The architectural concept of the church is characterized by functionality and incorporates design elements of the New Building movement and post-war modernism. The reinforced concrete structure was designed by Gottfried Böhm, who was awarded the internationally renowned Pritzker Prize in 1986 as the first German architect. Throughout his career, Böhm created a total of 69 sacred buildings. The Heilig Geist Church is the first church project that Böhm realized.
He realized the idea of a large tent, which he placed into the industrial environment using glass and concrete. The architecture of the tent, constructed from draped "fabrics," follows the words of scripture (Heb. 13:14): "For here we have no lasting city, but we seek the city that is to come."
The Heilig Geist Church, along with the associated community buildings, has been listed as a protected monument since February 7, 2019.
PANEL TALK
21 November | 6 PM CET
FAITH AND ART
PERSPECTIVES FOR THE FUTURE WITH ARTIFICIAL INTELLIGENCE
Is social media a new religion? There is talk of communities in social media—groups of people coming together online who share common interests or purposes. But what happens when, in the age of artificial intelligence, we can no longer rely on believing what we see? "A picture is worth a thousand words," goes a well-known saying. In the age of artificial intelligence, images are more present than ever, as it has never been easier to generate images with technology and share them within communities on social media.

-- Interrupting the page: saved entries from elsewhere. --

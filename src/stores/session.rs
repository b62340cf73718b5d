use crate::core::config::DemoConfig;
use crate::models::user::{NewUser, User};
use crate::utils::sync::{read, write};
use std::sync::RwLock;

/// The demo identity the site acts as.
///
/// Passed explicitly to every workflow that needs a user instead of living
/// in a global, so tests and alternative deployments can hold their own.
pub struct SessionContext {
    profile: DemoConfig,
    user: RwLock<Option<User>>,
}

impl SessionContext {
    pub fn new(profile: DemoConfig) -> Self {
        Self {
            profile,
            user: RwLock::new(None),
        }
    }

    pub fn handle(&self) -> &str {
        &self.profile.handle
    }

    /// Creation request for the demo identity
    pub fn signup_request(&self) -> NewUser {
        NewUser {
            handle: self.profile.handle.clone(),
            name: self.profile.name.clone(),
            university: self.profile.university.clone(),
            bio: self.profile.bio.clone(),
        }
    }

    /// The resolved user, if bootstrap has succeeded
    pub fn user(&self) -> Option<User> {
        read(&self.user).clone()
    }

    pub fn is_resolved(&self) -> bool {
        read(&self.user).is_some()
    }

    pub fn adopt(&self, user: User) {
        *write(&self.user) = Some(user);
    }
}

#[cfg(test)]
mod tests {
    use super::*;
    use crate::models::id::RecordId;

    #[test]
    fn test_session_starts_unresolved() {
        let session = SessionContext::new(DemoConfig::default());

        assert!(!session.is_resolved());
        assert!(session.user().is_none());
        assert_eq!(session.handle(), "@rvu_guest");
    }

    #[test]
    fn test_signup_request_uses_profile() {
        let session = SessionContext::new(DemoConfig::default());

        assert_eq!(
            session.signup_request(),
            NewUser {
                handle: "@rvu_guest".to_string(),
                name: "RVU Guest".to_string(),
                university: "RVU".to_string(),
                bio: "chai enjoyer".to_string(),
            }
        );
    }

    #[test]
    fn test_adopt_resolves_session() {
        let session = SessionContext::new(DemoConfig::default());
        session.adopt(User {
            id: RecordId::from("u1"),
            handle: "@rvu_guest".to_string(),
            name: "RVU Guest".to_string(),
            university: "RVU".to_string(),
            bio: "chai enjoyer".to_string(),
        });

        assert!(session.is_resolved());
        assert_eq!(session.user().unwrap().id, RecordId::from("u1"));
    }
}
use crate::models::id::RecordId;
use crate::models::post::null_as_empty;
use serde::{Deserialize, Serialize};

/// Payment states the backend is known to report
#[derive(Clone, Copy, Debug, PartialEq, Eq)]
pub enum PaymentStatus {
    Pending,
    Success,
    Failed,
    /// Anything else; displayed verbatim
    Unknown,
}

impl PaymentStatus {
    pub fn parse(status: &str) -> Self {
        match status {
            "pending" => PaymentStatus::Pending,
            "success" => PaymentStatus::Success,
            "failed" => PaymentStatus::Failed,
            _ => PaymentStatus::Unknown,
        }
    }
}

#[derive(Clone, Debug, PartialEq, Serialize, Deserialize)]
pub struct Order {
    pub id: RecordId,
    pub user_id: RecordId,
    #[serde(default, deserialize_with = "null_as_empty")]
    pub items: Vec<String>,
    #[serde(default)]
    pub total_amount: f64,
    /// Backend-authoritative; never computed locally
    #[serde(default)]
    pub payment_status: String,
}

impl Order {
    pub fn status(&self) -> PaymentStatus {
        PaymentStatus::parse(&self.payment_status)
    }
}

/// Body of `POST /api/orders`
#[derive(Clone, Debug, PartialEq, Serialize, Deserialize)]
pub struct NewOrder {
    pub user_id: RecordId,
    pub items: Vec<String>,
    pub total_amount: u32,
}

/// Body of `POST /api/payments/mock-complete`
#[derive(Clone, Debug, PartialEq, Serialize, Deserialize)]
pub struct MockPayment {
    pub order_id: RecordId,
    pub success: bool,
}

Artists help us understand new technologies. At Heilig Geist, the exhibition REIMAGINE TOMORROW, 1954–2024 is on view in conjunction with the AI Biennale. The exhibition provides insight into how artists work with technology in their time and what happens to art on the path from thinking to hallucinating machines.
What can we learn from artists in dealing with artificial intelligence? What perspectives will artificial intelligence open up in the future? Why is it important for us to understand how faith and art, conviction and images, are interconnected? These and other questions will be explored by Pastor Ingo Mattauch and curator Anika Meier in conversation with Mike Brauner from AI Art Magazine.